Anordnung und Aufgabenverteilung der fünfköpfigen Fahrzeugbesatzung entsprechen der des WaWe 9: vorne links der*die Fahrer*in, rechts daneben ein*e Polizist*in, die*der sich um die Video- und Audiodokumentation kümmert, dazwischen thront die*der Kommandant*in vor ihren*seinen Monitoren und leitet zwei Beamt*innen an, die hinter ihm sitzend per Joystick die Strahlrohre bedienen. Die Aufnahmen des Einsatzes werden auf einer Festplatte gespeichert. Der WaWe ist sogar mit Außenmikrofonen ausgestattet, um die Lautsprecherdurchsagen aufzunehmen und auf ihre Verständlichkeit zu überprüfen. Kommentar eines Bullen dazu: “Wenn die draußen anfangen zu johlen, kann niemand später sagen, hier drinnen wurde genuschelt.”
Gegen Stein- und Farbbeutelwürfe verfügt das Fahrzeug über Durchstichschutz und Lexanverglasung. Am oberen Rand der Verglasung befindet sich eine Hochdruckscheibenwaschanlage. Der WaWe 10 ist auch gegen schwerere Geschütze gefeit: Die Fahrzeugoberfläche ist abschüssig konstruiert, damit Gegenstände (z.B. Brandsätze) nicht darauf liegen bleiben. Die glatten Außenwände sollen verhindern, dass Personen auf den WaWe klettern können. Ferner existiert eine Feuerlöschanlage, welche die Außenhaut des WaWe 10 bei Bedarf mit Wasser benetzt. Die Bereifung verfügt über Notlaufeigenschaften. Einziges Manko: Ein Wendekreis von 20 Metern.
Der Hersteller wirbt zudem mit einer Durchschlagresistenz gegen Bewurf mit Gehwegplatten aus bis zu 12 Metern Höhe.
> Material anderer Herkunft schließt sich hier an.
//! Section encoders and the two-pass file writer
//!
//! Bodies are written after a placeholder header and section table; once
//! every body's offset and size is known the writer seeks back and patches
//! the table (and, for FBCH, the file size).

use std::io::{Cursor, Seek, SeekFrom, Write};

use binrw::BinWrite;

use crate::bytes::ByteWriter;
use crate::database::{Database, Tabled};
use crate::error::{Error, Result};
use crate::file::CodecConfig;
use crate::format::{FileHeader, SectionDescriptor, SectionKind, SizeField, HEADER_SIZE};
use crate::observer::{Event, Observer};
use crate::records::{
    Country, EntityId, Kit, League, Player, Stadium, StatGroup, Team, Tournament,
};
use crate::string::{
    TextEncoding::{Latin1, Utf8},
    MAX_PREFIXED_LEN,
};

/// Serializes one record, including its leading ID
pub trait EncodeRecord: Tabled {
    fn encode_record(&self, id: EntityId, out: &mut ByteWriter);
}

/// Reserve a `u32` length and return where it lives
fn length_placeholder(out: &mut ByteWriter) -> usize {
    let at = out.len();
    out.put_u32(0);
    at
}

/// Fill a placeholder with the number of bytes written since it
fn patch_length(out: &mut ByteWriter, at: usize) {
    let len = out.len() - at - 4;
    out.patch_u32(at, len as u32);
}

impl EncodeRecord for Country {
    fn encode_record(&self, id: EntityId, out: &mut ByteWriter) {
        out.put_u32(id);
        out.put_str8("name", &self.name, Latin1);
        out.put_str8("short_name", &self.short_name, Latin1);
        out.put_fixed_str("abbreviation", &self.abbreviation, Country::ABBREVIATION_LEN);
        out.put_fixed_str("confederation", &self.confederation, Country::CONFEDERATION_LEN);
        out.put_fixed_str("iso_code", &self.iso_code, Country::ISO_CODE_LEN);
        out.put_u8(self.level);
        out.put_u8(self.rating);
        out.put_fixed_str("flag_code", &self.flag_code, Country::FLAG_CODE_LEN);
    }
}

impl EncodeRecord for League {
    fn encode_record(&self, id: EntityId, out: &mut ByteWriter) {
        out.put_u32(id);
        let len_at = length_placeholder(out);
        out.put_str8("name", &self.name, Utf8);
        out.put_str8("country", &self.country, Utf8);
        out.put_u8(self.division);
        out.put_u8(self.team_count);
        out.put_bytes(&self.extra);
        patch_length(out, len_at);
    }
}

impl EncodeRecord for Team {
    fn encode_record(&self, id: EntityId, out: &mut ByteWriter) {
        out.put_u32(id);
        out.put_str8("name", &self.name, Utf8);
        for field in self.unstored_columns() {
            out.push_issue(Error::Unstored { field });
        }
    }
}

fn put_stat_group(out: &mut ByteWriter, field: &'static str, group: &StatGroup) {
    if group.len() > MAX_PREFIXED_LEN {
        out.push_issue(Error::EncodeOverflow {
            field,
            max: MAX_PREFIXED_LEN,
            actual: group.len(),
        });
    }
    let kept = group.len().min(MAX_PREFIXED_LEN);
    out.put_u8(kept as u8);
    for stat in group.iter().take(kept) {
        out.put_str8(field, &stat.name, Utf8);
        out.put_u8(stat.value);
    }
}

impl EncodeRecord for Player {
    fn encode_record(&self, id: EntityId, out: &mut ByteWriter) {
        out.put_u32(id);
        let size_at = length_placeholder(out);
        out.put_str8("name", &self.name, Utf8);
        out.put_u8(self.overall);
        out.put_str8("position", &self.position, Utf8);
        out.put_u8(self.age);
        out.put_str8("team", &self.team, Utf8);
        out.put_str8("nationality", &self.nationality, Utf8);
        out.put_u16(self.height);
        out.put_u16(self.weight);
        out.put_u8(self.foot.code());
        out.put_str8("league", &self.league, Utf8);
        put_stat_group(out, "attack_stats", &self.attack);
        put_stat_group(out, "midfield_stats", &self.midfield);
        put_stat_group(out, "defense_stats", &self.defense);
        put_stat_group(out, "gk_stats", &self.goalkeeping);
        patch_length(out, size_at);
    }
}

impl EncodeRecord for Stadium {
    fn encode_record(&self, id: EntityId, out: &mut ByteWriter) {
        out.put_u32(id);
        out.put_str8("name", &self.name, Utf8);
        out.put_str8("city", &self.city, Utf8);
        out.put_str8("country", &self.country, Utf8);
        out.put_u32(self.capacity);
        out.put_str8("team", &self.team, Utf8);
        out.put_u16(self.built);
    }
}

impl EncodeRecord for Tournament {
    fn encode_record(&self, id: EntityId, out: &mut ByteWriter) {
        out.put_u32(id);
        out.put_str8("name", &self.name, Utf8);
        out.put_u8(self.kind.code());
        out.put_str8("region", &self.region, Utf8);
        out.put_u16(self.team_count);
        out.put_str8("prize", &self.prize, Utf8);
        out.put_str8("champion", &self.champion, Utf8);
    }
}

impl EncodeRecord for Kit {
    fn encode_record(&self, id: EntityId, out: &mut ByteWriter) {
        out.put_u32(id);
        out.put_str8("team", &self.team, Utf8);
        out.put_str8("season", &self.season, Utf8);
        out.put_u8(self.kind.code());
        out.put_bytes(&self.color1.to_bytes());
        out.put_bytes(&self.color2.to_bytes());
        out.put_str8("brand", &self.brand, Utf8);
        out.put_str8("sponsor", &self.sponsor, Utf8);
    }
}

/// Encode a whole table in ascending ID order.
///
/// Truncations are reported per record as warnings on `observer`.
pub fn encode_records<T: EncodeRecord>(
    db: &Database,
    index: usize,
    observer: &dyn Observer,
) -> Vec<u8> {
    let mut body = Vec::new();
    for (&id, record) in db.table::<T>() {
        let mut out = ByteWriter::new();
        record.encode_record(id, &mut out);
        let (bytes, issues) = out.into_parts();
        for issue in issues {
            observer.on_event(
                &Event::warning(format!("{} {}: {}", T::KIND, id, issue)).in_section(index),
            );
        }
        body.extend_from_slice(&bytes);
    }
    body
}

/// Encode the body of one section
pub fn encode_section(
    db: &Database,
    kind: SectionKind,
    index: usize,
    observer: &dyn Observer,
) -> Vec<u8> {
    match kind {
        SectionKind::Countries => encode_records::<Country>(db, index, observer),
        SectionKind::Leagues => encode_records::<League>(db, index, observer),
        SectionKind::Teams => encode_records::<Team>(db, index, observer),
        SectionKind::Players => encode_records::<Player>(db, index, observer),
        SectionKind::Stadiums => encode_records::<Stadium>(db, index, observer),
        SectionKind::Tournaments => encode_records::<Tournament>(db, index, observer),
        SectionKind::Kits => encode_records::<Kit>(db, index, observer),
    }
}

fn to_u32(field: &'static str, value: u64) -> Result<u32> {
    u32::try_from(value).map_err(|_| Error::EncodeOverflow {
        field,
        max: u32::MAX as usize,
        actual: value as usize,
    })
}

/// Write `db` as a complete squad file.
///
/// The magic is `db.magic`, or `config.default_magic` when the database has
/// none. Empty tables get no section. Offsets are relative to the position
/// of `writer` on entry. Returns the number of bytes written.
pub fn write_database<W: Write + Seek>(
    db: &Database,
    writer: &mut W,
    config: &CodecConfig,
    observer: &dyn Observer,
) -> Result<u64> {
    let magic = db.magic.unwrap_or(config.default_magic);
    let numbering = magic.numbering();
    let kinds: Vec<SectionKind> = numbering
        .write_order()
        .into_iter()
        .filter(|&kind| db.len_of(kind) > 0)
        .collect();

    observer.on_event(&Event::info(format!(
        "Writing {} version {} with {} sections",
        magic,
        db.version,
        kinds.len()
    )));

    let start = writer.stream_position()?;
    FileHeader {
        magic: magic.as_bytes(),
        version: db.version,
        section_count: kinds.len() as u32,
    }
    .write(writer)?;
    if magic.has_size_field() {
        SizeField::default().write(writer)?;
    }

    let table_pos = writer.stream_position()?;
    for &kind in &kinds {
        SectionDescriptor::new(numbering.code(kind), 0, 0).write(writer)?;
    }

    let mut descriptors = Vec::with_capacity(kinds.len());
    for (index, &kind) in kinds.iter().enumerate() {
        let offset = writer.stream_position()? - start;
        let body = encode_section(db, kind, index, observer);
        writer.write_all(&body)?;

        let desc = SectionDescriptor::new(
            numbering.code(kind),
            to_u32("section offset", offset)?,
            to_u32("section size", body.len() as u64)?,
        );
        observer.on_event(
            &Event::debug(format!(
                "Wrote {} {} records ({} bytes)",
                db.len_of(kind),
                kind,
                desc.size
            ))
            .in_section(index)
            .at(offset),
        );
        descriptors.push(desc);
    }

    let end = writer.stream_position()?;
    let total = end - start;

    writer.seek(SeekFrom::Start(table_pos))?;
    for desc in &descriptors {
        desc.write(writer)?;
    }
    if magic.has_size_field() {
        writer.seek(SeekFrom::Start(start + HEADER_SIZE))?;
        SizeField {
            file_size: to_u32("file size", total)?,
            padding: 0,
        }
        .write(writer)?;
    }
    writer.seek(SeekFrom::Start(end))?;

    Ok(total)
}

/// Encode `db` into a fresh buffer
pub fn encode_to_vec(db: &Database, config: &CodecConfig, observer: &dyn Observer) -> Result<Vec<u8>> {
    let mut cursor = Cursor::new(Vec::new());
    write_database(db, &mut cursor, config, observer)?;
    Ok(cursor.into_inner())
}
Allerdings traten bei einer Vorführung durch die Polizei Thüringen im Jahre 2014 Probleme auf: Polizist*innen bewarfen den Wasserwerfer dabei mit Eiern, Tennisbällen und halbvollen PET-Flaschen. Dabei erlitt die Polycarbonat-Panzerverglasung des Polizei-Fahrzeugs faustgroße Schäden. Eine Erklärung konnte die Landespolizeidirektion nicht liefern. Die Einsatzfähigkeit wurde dadurch aber leider nicht beeinträchtigt.
Dieses Video zeigt komplett das Innenleben von WaWe 10 der BP.
WaWe 9 000
Neben zwei 360° drehbaren Wasserkanonen auf dem Dach verfügen sie vorne und hinten auf Höhe der Stoßstange über kleinere schwenkbare Wasserdüsen, die den Nahbereich an Front und Heck abdecken. Die Reichweite der dachmontierten Wasserkanonen beträgt maximal 65 Meter, gespeist werden sie aus einem 9000 Liter fassenden Tank (daher WaWe 9), der sich hinter der Fahrerkabine befindet. Bei maximaler Spritzleistung reicht der Wasservorrat für knapp 4 Minuten im Dauerbetrieb. Ein sicheres Indiz für die Einsatzbereitschaft der Kanonen sind die am hinteren Ende der Fahrzeugkabine aufsteigenden Abgase der eingeschalteten Pumpenmotoren. Ohne Abgase gibt es so schnell auch keinen Wasserstoß. Die Spezielle Kunststoffverglasung aus Lexan und die Hülle des Fahrzeugs zeigen sich unempfindlich gegen Steinwürfe. Darüber hinaus existieren zwei Notausstiegsluken auf dem Dach, eine Hochdruckscheibenwaschanlage an der Front und sämtliche Reifen verfügen über Notlaufeigenschaften. Wendekreis aber 17m.
Die Bundespolizei wird in Berlin regelmäßig bei Demonstrationen tätig (sog. Amtshilfe), dabei bringen sie auch ihre eigenen Wasserwerfer mit. Die Bundespolizei besitzt 15 eigene WaWe 10 000. Berliner*innen kommen meist mit den Beamt*innen aus Blumberg-Ahrensfelde in Kontakt; ihre WaWe tragen die Kennzeichnung BLU.